▼

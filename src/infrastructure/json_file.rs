use crate::domain::ports::Stash;
use crate::error::Result;
use async_trait::async_trait;
use std::collections::BTreeMap;
use std::path::{Path, PathBuf};
use std::sync::Arc;
use tokio::sync::Mutex;

/// A stash persisted as a flat JSON object in a single file.
///
/// Every operation re-reads the file so separate processes observe each other's
/// writes, the way separate page loads share browser storage. Writes go to a
/// sibling temp file first and are renamed into place.
#[derive(Clone)]
pub struct JsonFileStash {
    path: PathBuf,
    lock: Arc<Mutex<()>>,
}

impl JsonFileStash {
    pub fn new<P: AsRef<Path>>(path: P) -> Self {
        Self {
            path: path.as_ref().to_path_buf(),
            lock: Arc::new(Mutex::new(())),
        }
    }

    pub fn path(&self) -> &Path {
        &self.path
    }

    async fn read_entries(&self) -> Result<BTreeMap<String, String>> {
        match tokio::fs::read(&self.path).await {
            Ok(bytes) if bytes.iter().all(u8::is_ascii_whitespace) => Ok(BTreeMap::new()),
            Ok(bytes) => Ok(serde_json::from_slice(&bytes)?),
            Err(e) if e.kind() == std::io::ErrorKind::NotFound => Ok(BTreeMap::new()),
            Err(e) => Err(e.into()),
        }
    }

    async fn write_entries(&self, entries: &BTreeMap<String, String>) -> Result<()> {
        if let Some(parent) = self.path.parent()
            && !parent.as_os_str().is_empty()
        {
            tokio::fs::create_dir_all(parent).await?;
        }
        let tmp = self.path.with_extension("json.tmp");
        tokio::fs::write(&tmp, serde_json::to_vec_pretty(entries)?).await?;
        tokio::fs::rename(&tmp, &self.path).await?;
        Ok(())
    }
}

#[async_trait]
impl Stash for JsonFileStash {
    async fn get(&self, key: &str) -> Result<Option<String>> {
        let _guard = self.lock.lock().await;
        let entries = self.read_entries().await?;
        Ok(entries.get(key).cloned())
    }

    async fn set(&self, key: &str, value: &str) -> Result<()> {
        let _guard = self.lock.lock().await;
        let mut entries = self.read_entries().await?;
        entries.insert(key.to_string(), value.to_string());
        self.write_entries(&entries).await
    }

    async fn delete(&self, key: &str) -> Result<()> {
        let _guard = self.lock.lock().await;
        let mut entries = self.read_entries().await?;
        if entries.remove(key).is_some() {
            self.write_entries(&entries).await?;
        }
        Ok(())
    }
}
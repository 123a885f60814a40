use super::backend::AccountSummary;
use super::subject::SubjectType;
use serde::Serialize;
use std::fmt;

/// Classification of a verification error by its wording.
///
/// The backend reports these conditions only as free text, so the match is
/// lexical and case-insensitive. Checked in declaration order: a message
/// mentioning "pending" is `Pending` whatever else it says.
#[derive(Debug, Clone, Copy, PartialEq, Eq, Serialize)]
#[serde(rename_all = "lowercase")]
pub enum VerificationClass {
    Pending,
    Expired,
    Existing,
    Failed,
}

impl VerificationClass {
    pub fn of(message: &str) -> Self {
        let message = message.to_lowercase();
        if message.contains("pending") || message.contains("processing") {
            VerificationClass::Pending
        } else if message.contains("expired") || message.contains("session") {
            VerificationClass::Expired
        } else if message.contains("already exists") || message.contains("already registered") {
            VerificationClass::Existing
        } else {
            VerificationClass::Failed
        }
    }
}

impl fmt::Display for VerificationClass {
    fn fmt(&self, f: &mut fmt::Formatter<'_>) -> fmt::Result {
        let label = match self {
            VerificationClass::Pending => "pending",
            VerificationClass::Expired => "expired",
            VerificationClass::Existing => "existing",
            VerificationClass::Failed => "failed",
        };
        f.write_str(label)
    }
}

#[derive(Debug, Clone, Copy, PartialEq, Eq, Serialize)]
#[serde(rename_all = "lowercase")]
pub enum OutcomeState {
    Processing,
    Success,
    Existing,
    Pending,
    Expired,
    Failed,
}

/// Resolved state of a payment-gated transaction.
#[derive(Debug, Clone, PartialEq, Eq, Serialize)]
#[serde(tag = "state", rename_all = "lowercase")]
pub enum Outcome {
    Processing,
    Success {
        subject: SubjectType,
        account: AccountSummary,
    },
    /// Finalized by an earlier attempt. Shown like `Success`, never as an error.
    Existing {
        subject: SubjectType,
        account: AccountSummary,
    },
    Pending {
        subject: SubjectType,
        message: String,
    },
    Expired {
        subject: Option<SubjectType>,
        message: String,
    },
    Failed {
        subject: Option<SubjectType>,
        message: String,
    },
}

/// The single forward control offered with an outcome.
#[derive(Debug, Clone, Copy, PartialEq, Eq, Serialize)]
#[serde(tag = "action", content = "subject", rename_all = "kebab-case")]
pub enum Action {
    Refresh,
    Retry,
    Restart(SubjectType),
    GoToLogin(SubjectType),
    GoHome,
}

/// A page the client can be sent to.
#[derive(Debug, Clone, Copy, PartialEq, Eq, Serialize)]
pub enum Destination {
    Login(SubjectType),
    Registration(SubjectType),
    Home,
}

impl Outcome {
    pub fn state(&self) -> OutcomeState {
        match self {
            Outcome::Processing => OutcomeState::Processing,
            Outcome::Success { .. } => OutcomeState::Success,
            Outcome::Existing { .. } => OutcomeState::Existing,
            Outcome::Pending { .. } => OutcomeState::Pending,
            Outcome::Expired { .. } => OutcomeState::Expired,
            Outcome::Failed { .. } => OutcomeState::Failed,
        }
    }

    /// Terminal outcomes only change through an explicit user action.
    pub fn is_terminal(&self) -> bool {
        matches!(
            self.state(),
            OutcomeState::Success
                | OutcomeState::Existing
                | OutcomeState::Expired
                | OutcomeState::Failed
        )
    }

    pub fn is_success_like(&self) -> bool {
        matches!(self.state(), OutcomeState::Success | OutcomeState::Existing)
    }

    pub fn subject(&self) -> Option<SubjectType> {
        match self {
            Outcome::Processing => None,
            Outcome::Success { subject, .. }
            | Outcome::Existing { subject, .. }
            | Outcome::Pending { subject, .. } => Some(*subject),
            Outcome::Expired { subject, .. } | Outcome::Failed { subject, .. } => *subject,
        }
    }

    pub fn primary_action(&self) -> Action {
        match self {
            Outcome::Processing => Action::Refresh,
            Outcome::Success { subject, .. } | Outcome::Existing { subject, .. } => {
                Action::GoToLogin(*subject)
            }
            Outcome::Pending { .. } => Action::Retry,
            Outcome::Expired { subject, .. } | Outcome::Failed { subject, .. } => match subject {
                Some(subject) => Action::Restart(*subject),
                None => Action::GoHome,
            },
        }
    }

    /// Text for the status panel.
    pub fn message(&self) -> String {
        match self {
            Outcome::Processing => "Verifying your payment...".to_string(),
            Outcome::Success { subject, .. } => {
                format!("Payment verified. Your {subject} account is ready.")
            }
            Outcome::Existing { subject, .. } => {
                format!("Your {subject} account is already active. Please log in.")
            }
            Outcome::Pending { message, .. }
            | Outcome::Expired { message, .. }
            | Outcome::Failed { message, .. } => message.clone(),
        }
    }
}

▲

- **Work required**
Every line of the records above where the string "Option" is found should be copied.

- **Solution to this problem**
    async fn get(&self, key: &str) -> Result<Option<String>> {
        subject: Option<SubjectType>,
        subject: Option<SubjectType>,
    pub fn subject(&self) -> Option<SubjectType> {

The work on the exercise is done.